Hamburger was a frequent guest on the Internet talk show Tom Green's House Tonight (2006–2013). In 2006, Hamburger started doing his own show called Poolside Chats with Neil Hamburger on The Channel at Tomgreen.com. Guests on his show have included Tim and Eric, Kyle Gass of Tenacious D, Buzz Osborne of the Melvins, and Bonnie "Prince" Billy.

In 2006, Hamburger had a cameo appearance in the film Tenacious D in the Pick of Destiny. Over the next year, he opened for Tenacious D during their Pick of Destiny tour. His performances incited mostly negative reactions, including booing and heckling in Ireland and England. His performance at Madison Square Garden was referred to by Sia Michel of The New York Times as likely "the greatest night of his career."
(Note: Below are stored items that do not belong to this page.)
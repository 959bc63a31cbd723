//! Replays a scripted run the way a training notebook uses these crates:
//! validation losses go through a monitored session with early stopping, and
//! the final scores are recorded with the run's config file.
//!
//! cargo run -p hooks --example notebook -- --config config.ini \
//!     --losses 0.70,0.62,0.58,0.60,0.61 --auc 0.91 --accuracy 0.88

use std::error::Error;
use std::fs::File;
use std::path::PathBuf;

use candle_core::{Device, Tensor};
use clap::Parser;
use hooks::{EarlyStoppingHook, LossCollection, MonitoredSession};
use log::LevelFilter;
use results::{execute_time_now, ResultRecorder, RunRecord, DEFAULT_LOG_DIR};
use simplelog::{Config, SimpleLogger, WriteLogger};

#[derive(Parser, Debug)]
#[command(name = "Notebook")]
#[command(author = "Jørgen Hanssen <jorgen@hanssen.io>")]
#[command(version = env!("CARGO_PKG_VERSION"))]
struct Args {
    /// Config file used for this run. Archived next to the result log.
    #[arg(long)]
    config: PathBuf,

    /// Directory holding result.csv and config_files/.
    #[arg(long, default_value = DEFAULT_LOG_DIR)]
    log_dir: PathBuf,

    /// Name written to the result log.
    #[arg(long, default_value = "FM")]
    model_name: String,

    /// Validation loss reported after each step.
    #[arg(long, value_delimiter = ',', required = true)]
    losses: Vec<f32>,

    /// Steps without improvement before stopping.
    #[arg(long, default_value_t = 1, value_parser = clap::value_parser!(u64).range(1..))]
    early_stopping_rounds: u64,

    #[arg(long, default_value_t = 0.5)]
    auc: f64,

    #[arg(long, default_value_t = 0.5)]
    accuracy: f64,

    /// Write logs to a file instead of stdout.
    #[arg(long)]
    log_file: Option<PathBuf>,
}

fn main() -> Result<(), Box<dyn Error>> {
    let args = init()?;

    let mut session = MonitoredSession::new();
    session.add_hook(EarlyStoppingHook::new(args.early_stopping_rounds));

    for &val_loss in &args.losses {
        if session.should_stop() {
            break;
        }

        // The training loss slot is not tracked here; the hook watches slot 1.
        session.run(|_| {
            Ok(LossCollection::from(vec![
                Tensor::new(0f32, &Device::Cpu)?,
                Tensor::new(val_loss, &Device::Cpu)?,
            ]))
        })?;
    }
    log::info!("Ran {} of {} steps", session.steps(), args.losses.len());

    let recorder = ResultRecorder::new(&args.log_dir);
    recorder.ensure_layout()?;

    let record = RunRecord::new(
        args.model_name.as_str(),
        args.auc,
        args.accuracy,
        &args.config,
        execute_time_now(),
    );
    recorder.export(&record)?;

    Ok(())
}

fn init() -> Result<Args, Box<dyn Error>> {
    let args = Args::parse();

    match &args.log_file {
        Some(log_file) => {
            WriteLogger::init(LevelFilter::Info, Config::default(), File::create(log_file)?)?
        }
        None => SimpleLogger::init(LevelFilter::Info, Config::default())?,
    }

    Ok(args)
}
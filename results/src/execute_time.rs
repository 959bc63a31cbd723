use chrono::Local;

/// Layout of run keys, e.g. `20240101_120000`.
pub const EXECUTE_TIME_FORMAT: &str = "%Y%m%d_%H%M%S";

pub fn execute_time_now() -> String {
    Local::now().format(EXECUTE_TIME_FORMAT).to_string()
}
use candle_core::{DType, Tensor};

use crate::HookError;

/// Losses produced by one training step, in the order the step added them.
#[derive(Clone, Debug, Default)]
pub struct LossCollection {
    losses: Vec<Tensor>,
}

impl LossCollection {
    pub fn new() -> Self {
        Self::default()
    }

    pub fn add_loss(&mut self, loss: Tensor) {
        self.losses.push(loss);
    }

    pub fn len(&self) -> usize {
        self.losses.len()
    }

    pub fn is_empty(&self) -> bool {
        self.losses.is_empty()
    }

    pub fn get(&self, index: usize) -> Result<&Tensor, HookError> {
        self.losses.get(index).ok_or(HookError::MissingLoss {
            index,
            len: self.losses.len(),
        })
    }

    /// Resolves the loss at `index` to a host scalar. The tensor must be rank 0.
    pub fn scalar(&self, index: usize) -> Result<f32, HookError> {
        let loss = self.get(index)?;
        Ok(loss.to_dtype(DType::F32)?.to_scalar::<f32>()?)
    }
}

impl From<Vec<Tensor>> for LossCollection {
    fn from(losses: Vec<Tensor>) -> Self {
        Self { losses }
    }
}
pub mod collection;
pub mod context;
pub mod early_stopping;
mod error;
pub mod hook;
pub mod session;

pub use collection::LossCollection;
pub use context::{MetricRequest, RunContext, SessionRunArgs, SessionRunValues};
pub use early_stopping::{EarlyStopping, EarlyStoppingHook, Observation};
pub use error::HookError;
pub use hook::SessionRunHook;
pub use session::MonitoredSession;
In 2008, Drag City released an album of country and western originals and covers recorded by Hamburger. During the sessions, Hamburger was backed by musicians including Prairie Prince of The Tubes and Todd Rundgren's band, David Gleason, Atom Ellis of Dieselhed and the New Cars, and Rachel Haden from That Dog.

In December 2010, Special Entertainment released an iPhone App called Shaky Advice from Neil Hamburger that functions much like a Magic 8 Ball, with 30 video clips of Hamburger giving comical advice.

In 2011, Hamburger was attacked onstage by a woman in Calgary who was mad about his act.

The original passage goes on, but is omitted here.